[Saved data entries]
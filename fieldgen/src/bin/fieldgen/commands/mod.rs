pub mod convert;
pub mod generate;
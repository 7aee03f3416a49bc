mod commands;
mod context;
mod output;

use std::process::ExitCode;

use clap::builder::Styles;
use clap::builder::styling::AnsiColor;
use clap::{Parser, Subcommand};

use commands::convert::{self, ConvertArgs};
use commands::generate::{self, CheckArgs, GenerateArgs};
use output::{GlobalOptions, OutputManager};

const STYLES: Styles = Styles::styled()
    .header(AnsiColor::Cyan.on_default().bold())
    .usage(AnsiColor::BrightBlue.on_default().bold())
    .literal(AnsiColor::Magenta.on_default())
    .placeholder(AnsiColor::BrightBlack.on_default())
    .error(AnsiColor::Red.on_default().bold());

const LOGGING_HELP: &str = "\
Logging:
  RUST_LOG=fieldgen_build=debug  Trace scanning and splicing decisions";

/// Generate field names, enums, visitors and mappers for Rust structs.
///
/// Scans schema sources for the fieldgen derives, writes each schema file
/// with its generated artifacts spliced in, and reports every declaration
/// that fails validation.
#[derive(Parser)]
#[command(name = "fieldgen", version, styles = STYLES, after_long_help = LOGGING_HELP)]
struct Cli {
    #[command(flatten)]
    options: GlobalOptions,

    #[command(subcommand)]
    command: Command,
}

#[derive(Subcommand)]
enum Command {
    /// Generate field artifacts from schema files
    #[command(after_long_help = generate::GENERATE_HELP)]
    Generate(GenerateArgs),

    /// Validate schema files and report stale output without writing
    #[command(after_long_help = generate::CHECK_HELP)]
    Check(CheckArgs),

    /// Show the identifiers generated for member names
    #[command(after_long_help = convert::CONVERT_HELP)]
    Convert(ConvertArgs),
}

fn main() -> ExitCode {
    env_logger::init();

    let cli = Cli::parse();
    if cli.options.no_color {
        colored::control::set_override(false);
    }
    let output = OutputManager::new(cli.options);

    let result = match cli.command {
        Command::Generate(args) => generate::handle_generate(args, &output),
        Command::Check(args) => generate::handle_check(args, &output),
        Command::Convert(args) => convert::handle_convert(args, &output),
    };

    match result {
        Ok(()) => ExitCode::SUCCESS,
        Err(err) => {
            output.error(&format!("{err:#}"));
            ExitCode::FAILURE
        }
    }
}

#[cfg(test)]
mod tests {
    use super::*;
    use clap::CommandFactory;
    use output::OutputFormat;

    #[test]
    fn test_command_definition() {
        Cli::command().debug_assert();
    }

    #[test]
    fn test_global_flags_after_subcommand() {
        let cli = Cli::try_parse_from(["fieldgen", "check", "--output", "json", "-q"]).unwrap();

        assert_eq!(cli.options.output_format, OutputFormat::Json);
        assert!(cli.options.quiet);
        assert!(matches!(cli.command, Command::Check(_)));
    }

    #[test]
    fn test_convert_requires_names() {
        assert!(Cli::try_parse_from(["fieldgen", "convert"]).is_err());
    }
}
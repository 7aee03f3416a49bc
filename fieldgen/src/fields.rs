//! Traits implemented by generated artifacts.

use crate::errors::FieldError;
use std::iter::Copied;
use std::slice;

/// Implemented by every generated `FieldNames` table.
pub trait FieldNameTable {
    /// Name of the source type.
    const TYPE_NAME: &'static str;
    /// Member names, in declaration order.
    const NAMES: &'static [&'static str];

    fn contains(name: &str) -> bool {
        Self::NAMES.contains(&name)
    }

    fn position(name: &str) -> Option<usize> {
        Self::NAMES.iter().position(|candidate| *candidate == name)
    }

    /// Resolve a runtime string to the table's static name.
    fn require(name: &str) -> Result<&'static str, FieldError> {
        Self::NAMES
            .iter()
            .copied()
            .find(|candidate| *candidate == name)
            .ok_or_else(|| FieldError::unknown(Self::TYPE_NAME, name))
    }
}

/// Implemented by every generated field enum.
///
/// Variants are listed in declaration order, so `ALL[v.index()] == v`.
pub trait FieldEnum: Copy + Eq + 'static {
    /// Name of the source type.
    const TYPE_NAME: &'static str;
    const ALL: &'static [Self];

    /// The member name exactly as declared.
    fn field_name(&self) -> &'static str;

    /// Zero-based declaration position.
    fn index(&self) -> usize;

    fn from_field_name(name: &str) -> Result<Self, FieldError> {
        Self::ALL
            .iter()
            .copied()
            .find(|field| field.field_name() == name)
            .ok_or_else(|| FieldError::unknown(Self::TYPE_NAME, name))
    }

    fn iter() -> Copied<slice::Iter<'static, Self>> {
        Self::ALL.iter().copied()
    }
}
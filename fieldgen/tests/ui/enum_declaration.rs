//! Compile-fail test: #[derive(FieldEnum)] on an enum.
#![allow(dead_code)]

use fieldgen::FieldEnum;

#[derive(FieldEnum)]
enum State {
    Open,
    Closed,
}

fn main() {}
use anyhow::{Context, Result};
use serde::{Deserialize, Serialize};
use std::path::{Path, PathBuf};

pub const CONFIG_FILE: &str = "fieldgen.toml";

/// Project context for fieldgen operations
#[derive(Debug)]
pub struct ProjectContext {
    /// Root directory of the project (where Cargo.toml is)
    pub project_root: PathBuf,
    /// Configuration from `fieldgen.toml`, or defaults when the file is absent
    pub config: FieldgenConfig,
}

/// Configuration stored in fieldgen.toml
#[derive(Debug, Clone, Default, Serialize, Deserialize)]
pub struct FieldgenConfig {
    #[serde(default)]
    pub generate: GenerateSettings,
}

#[derive(Debug, Clone, Serialize, Deserialize)]
pub struct GenerateSettings {
    #[serde(default = "default_scan_paths")]
    pub scan_paths: Vec<String>,
    #[serde(default = "default_output_dir")]
    pub output_dir: String,
    #[serde(default = "default_crate_name")]
    pub crate_name: String,
}

impl Default for GenerateSettings {
    fn default() -> Self {
        Self {
            scan_paths: default_scan_paths(),
            output_dir: default_output_dir(),
            crate_name: default_crate_name(),
        }
    }
}

fn default_scan_paths() -> Vec<String> {
    vec!["schema".to_string()]
}

fn default_output_dir() -> String {
    "src/generated".to_string()
}

fn default_crate_name() -> String {
    "crate".to_string()
}

impl ProjectContext {
    /// Find and load project context from current directory or ancestors
    pub fn find() -> Result<Self> {
        let current_dir = std::env::current_dir().context("Failed to get current directory")?;
        Self::find_from(&current_dir)
    }

    /// Find project context starting from the given directory
    pub fn find_from(start: &Path) -> Result<Self> {
        let project_root = Self::find_project_root(start)?;
        Self::from_root(project_root)
    }

    /// Create context from a known project root
    pub fn from_root(project_root: PathBuf) -> Result<Self> {
        let config_path = project_root.join(CONFIG_FILE);

        let config = if config_path.exists() {
            let content = std::fs::read_to_string(&config_path)
                .with_context(|| format!("Failed to read {}", config_path.display()))?;
            toml::from_str(&content).with_context(|| format!("Failed to parse {}", config_path.display()))?
        } else {
            log::debug!("no {CONFIG_FILE} in {}, using defaults", project_root.display());
            FieldgenConfig::default()
        };

        Ok(Self { project_root, config })
    }

    /// Find project root by looking for Cargo.toml
    fn find_project_root(start: &Path) -> Result<PathBuf> {
        let mut current = start.to_path_buf();

        loop {
            if current.join("Cargo.toml").exists() {
                return Ok(current);
            }

            if !current.pop() {
                anyhow::bail!(
                    "Could not find Cargo.toml in {start:?} or any parent directory. \
                     Are you in a Rust project?"
                );
            }
        }
    }

    /// Configured scan paths, resolved against the project root
    pub fn scan_paths(&self) -> Vec<PathBuf> {
        self.config
            .generate
            .scan_paths
            .iter()
            .map(|path| self.project_root.join(path))
            .collect()
    }

    pub fn output_dir(&self) -> PathBuf {
        self.project_root.join(&self.config.generate.output_dir)
    }

    pub fn crate_name(&self) -> &str {
        &self.config.generate.crate_name
    }
}

#[cfg(test)]
mod tests {
    use super::*;
    use std::fs;
    use tempfile::tempdir;

    #[test]
    fn test_default_config() {
        let config = FieldgenConfig::default();
        assert_eq!(config.generate.scan_paths, vec!["schema"]);
        assert_eq!(config.generate.output_dir, "src/generated");
        assert_eq!(config.generate.crate_name, "crate");
    }

    #[test]
    fn test_partial_config_keeps_defaults() {
        let config: FieldgenConfig = toml::from_str("[generate]\noutput_dir = \"src/fields\"\n").unwrap();
        assert_eq!(config.generate.output_dir, "src/fields");
        assert_eq!(config.generate.scan_paths, vec!["schema"]);

        let config: FieldgenConfig = toml::from_str("").unwrap();
        assert_eq!(config.generate.crate_name, "crate");
    }

    #[test]
    fn test_find_from_nested_directory() {
        let dir = tempdir().unwrap();
        let root = dir.path();
        fs::write(root.join("Cargo.toml"), "[package]\nname = \"shop\"\n").unwrap();
        fs::write(
            root.join(CONFIG_FILE),
            "[generate]\nscan_paths = [\"models\"]\ncrate_name = \"crate::generated\"\n",
        )
        .unwrap();
        fs::create_dir_all(root.join("src/nested")).unwrap();

        let ctx = ProjectContext::find_from(&root.join("src/nested")).unwrap();

        assert_eq!(ctx.project_root, root);
        assert_eq!(ctx.scan_paths(), vec![root.join("models")]);
        assert_eq!(ctx.output_dir(), root.join("src/generated"));
        assert_eq!(ctx.crate_name(), "crate::generated");
    }

    #[test]
    fn test_invalid_config_is_an_error() {
        let dir = tempdir().unwrap();
        fs::write(dir.path().join(CONFIG_FILE), "[generate]\nscan_paths = \"schema\"\n").unwrap();

        let err = ProjectContext::from_root(dir.path().to_path_buf()).unwrap_err();
        assert!(err.to_string().contains("Failed to parse"));
    }
}
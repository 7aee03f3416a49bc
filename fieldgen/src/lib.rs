//! Type-safe field artifacts for Rust structs.
//!
//! Deriving on a struct with named fields generates, next to the struct:
//!
//! - [`FieldNames`]: a unit struct with one `&'static str` constant per field.
//! - [`FieldEnum`](macro@FieldEnum): an enum with one variant per field.
//! - [`FieldVisitor`]: a visitor running one callback per field of a bound instance.
//! - [`FieldMapper`]: a transform that copies or rewrites every field into a target,
//!   or into a new value for structs marked `#[fieldgen(record)]`.
//!
//! ```
//! use fieldgen::{FieldEnum, FieldNameTable, FieldNames};
//!
//! #[derive(FieldNames, FieldEnum)]
//! struct Item {
//!     sku: String,
//!     quantity: u32,
//! }
//!
//! assert_eq!(ItemFieldNames::sku, "sku");
//! assert_eq!(ItemFieldNames::NAMES, &["sku", "quantity"]);
//! assert_eq!(ItemFields::QUANTITY.field_name(), "quantity");
//! ```

extern crate self as fieldgen;

mod errors;
mod fields;

pub use errors::FieldError;
pub use fields::{FieldEnum, FieldNameTable};

pub use fieldgen_macros::{FieldEnum, FieldMapper, FieldNames, FieldVisitor};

▶ _Your objective_
A count is needed of the lines in the entries that contain "ConvertArgs". Supply only that number.

▶ _Finished task_
2